The province recommends that when grocery shopping, people follow health guidelines to avoid peak times, practice social distancing and take other precaution to limit the spread of germs. The spokesperson also said online shopping "can be a great way to limit their exposure."

Ask for priority service

The Retail Council of Canada says the growth in grocery e-commerce has helped take the pressure of in-store visits and the challenges around social distancing.

Karl Littler, the council's senior vice president, said retail stores are busy trying to hire more staff to meet the demand for that online shopping.

But for those who can't wait for a delayed order, he said they should call their local pharmacy or grocery store to alert them directly of their specific challenge.

"I believe they may be able to do something to put priority on your delivery if you do so, " Littler said.

A woman overlooks produce in a grocery store. Many Calgarians are avoiding going to stores in an effort to reduce interactions and the spread of COVID-19. (Nathan Denette/Canadian Press)

He said Save-On-Foods's call for in-store shopping to alleviate the strain on its online system may not work for every chain.

"I don't think every provider is going to be in exactly the same circumstance, so they are going to have to obviously play it by ear," Littler said.

Rather be shopping

Costello said she appreciates the offers for help that have helped her keep her fridge stocked.

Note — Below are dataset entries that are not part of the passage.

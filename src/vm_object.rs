//! VM objects: page-indexed containers of resident pages.
//!
//! An object owns at most one page per page-aligned offset. Anonymous and
//! dummy pagers materialize zero-filled pages on demand; device and file
//! backed paging is produced outside the core and only referenced through
//! this interface.

use alloc::collections::BTreeMap;
use alloc::sync::Arc;
use alloc::vec::Vec;

use spinning_top::Spinlock;

use crate::physmem::{self, pm_alloc, pm_free};
use crate::pmap::{pmap_copy_page, pmap_zero_page};
use crate::vm::page_aligned;
use crate::{Errno, Paddr, Result};

/// What produces pages for an object when they are not resident.
#[derive(Debug, Clone, Copy, PartialEq, Eq)]
pub enum PagerKind {
    /// Zero-filled pages owned by the object.
    Anonymous,
    /// Placeholder pager, also zero-fill; used where a backing store is
    /// required but no real one exists.
    Dummy,
    /// Pages come from device memory; the core cannot produce them.
    Device,
}

struct ObjectInner {
    /// Resident pages ordered by offset.
    pages: BTreeMap<usize, Paddr>,
}

/// Reference-counted collection of resident pages. Dropping the last
/// reference frees every page it owns.
pub struct VmObject {
    kind: PagerKind,
    inner: Spinlock<ObjectInner>,
}

impl VmObject {
    pub fn alloc(kind: PagerKind) -> Arc<VmObject> {
        Arc::new(VmObject { kind, inner: Spinlock::new(ObjectInner { pages: BTreeMap::new() }) })
    }

    pub fn kind(&self) -> PagerKind {
        self.kind
    }

    pub fn npages(&self) -> usize {
        self.inner.lock().pages.len()
    }

    /// Insert a single page at `offset`. The offset must be page-aligned and
    /// unoccupied.
    pub fn add_page(&self, offset: usize, pa: Paddr) {
        assert!(page_aligned(offset));
        physmem::with_page(pa, |pg| {
            assert_eq!(pg.size, 1, "objects hold single-page runs only");
            assert!(!pg.owned, "page {:#x} already owned by an object", pa);
            pg.owned = true;
            pg.offset = offset;
        });
        let old = self.inner.lock().pages.insert(offset, pa);
        assert!(old.is_none(), "two pages at one object offset");
    }

    /// Resident page at `offset`, if any.
    pub fn find_page(&self, offset: usize) -> Option<Paddr> {
        self.inner.lock().pages.get(&offset).copied()
    }

    /// Drop every resident page whose offset falls in
    /// `[offset, offset + length)`.
    pub fn remove_range(&self, offset: usize, length: usize) {
        let doomed: Vec<(usize, Paddr)> = {
            let inner = self.inner.lock();
            inner.pages.range(offset..offset + length).map(|(&o, &pa)| (o, pa)).collect()
        };
        let mut inner = self.inner.lock();
        for (off, pa) in doomed {
            inner.pages.remove(&off);
            physmem::with_page(pa, |pg| pg.owned = false);
            pm_free(pa);
        }
    }

    /// Materialize the page at `offset` according to the pager kind.
    /// Anonymous and dummy pagers hand out zero-filled pages; device-backed
    /// objects cannot produce pages inside the core.
    pub fn page_in(&self, offset: usize) -> Result<Paddr> {
        match self.kind {
            PagerKind::Anonymous | PagerKind::Dummy => {
                let pa = pm_alloc(1).ok_or(Errno::NoMem)?;
                pmap_zero_page(pa);
                self.add_page(offset, pa);
                Ok(pa)
            }
            PagerKind::Device => Err(Errno::Fault),
        }
    }

    /// Produce a new object holding copies of all resident pages.
    pub fn clone_object(&self) -> Result<Arc<VmObject>> {
        let new = VmObject::alloc(self.kind);
        let pages: Vec<(usize, Paddr)> =
            self.inner.lock().pages.iter().map(|(&o, &pa)| (o, pa)).collect();
        for (offset, src) in pages {
            let dst = pm_alloc(1).ok_or(Errno::NoMem)?;
            pmap_copy_page(src, dst);
            new.add_page(offset, dst);
        }
        Ok(new)
    }
}

impl Drop for VmObject {
    fn drop(&mut self) {
        let inner = self.inner.get_mut();
        for (_, pa) in core::mem::take(&mut inner.pages) {
            physmem::with_page(pa, |pg| pg.owned = false);
            pm_free(pa);
        }
    }
}

#[cfg(test)]
mod tests {
    use super::*;
    use crate::config::PAGE_SIZE;
    use crate::physmem::testmem;

    #[test]
    fn one_page_per_offset() {
        testmem::init();
        let obj = VmObject::alloc(PagerKind::Anonymous);
        let pa = obj.page_in(0).unwrap();
        assert_eq!(obj.find_page(0), Some(pa));
        assert_eq!(obj.find_page(PAGE_SIZE), None);
        assert_eq!(obj.npages(), 1);
    }

    #[test]
    fn anonymous_pager_zero_fills() {
        testmem::init();
        let obj = VmObject::alloc(PagerKind::Anonymous);
        let pa = obj.page_in(3 * PAGE_SIZE).unwrap();
        let bytes = unsafe { core::slice::from_raw_parts(crate::pmap::phys_to_virt(pa), PAGE_SIZE) };
        assert!(bytes.iter().all(|&b| b == 0));
    }

    #[test]
    fn device_pager_cannot_produce_pages() {
        testmem::init();
        let obj = VmObject::alloc(PagerKind::Device);
        assert_eq!(obj.page_in(0).unwrap_err(), Errno::Fault);
    }

    #[test]
    fn clone_copies_page_contents() {
        testmem::init();
        let obj = VmObject::alloc(PagerKind::Anonymous);
        let pa = obj.page_in(PAGE_SIZE).unwrap();
        unsafe { *crate::pmap::phys_to_virt(pa) = 0x77 };
        let copy = obj.clone_object().unwrap();
        let pa2 = copy.find_page(PAGE_SIZE).unwrap();
        assert_ne!(pa, pa2);
        assert_eq!(unsafe { *crate::pmap::phys_to_virt(pa2) }, 0x77);
        // Writing the copy leaves the original untouched.
        unsafe { *crate::pmap::phys_to_virt(pa2) = 0x11 };
        assert_eq!(unsafe { *crate::pmap::phys_to_virt(pa) }, 0x77);
    }

    #[test]
    fn remove_range_frees_only_the_span() {
        testmem::init();
        let obj = VmObject::alloc(PagerKind::Anonymous);
        obj.page_in(0).unwrap();
        obj.page_in(PAGE_SIZE).unwrap();
        obj.page_in(4 * PAGE_SIZE).unwrap();
        obj.remove_range(0, 2 * PAGE_SIZE);
        assert_eq!(obj.npages(), 1);
        assert!(obj.find_page(4 * PAGE_SIZE).is_some());
    }
}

If it weren't for her illness, she said she would rather buy her groceries in person than go through a helper or online shopping. She said that's in part because she believes buying at the store directly might mean less food handling.

"I could make sure that my hands are clean before I touch any little groceries and that my hands are clean when I unload," Costello said.

"I don't know how they're handling all the groceries and if they've washed their hands really well."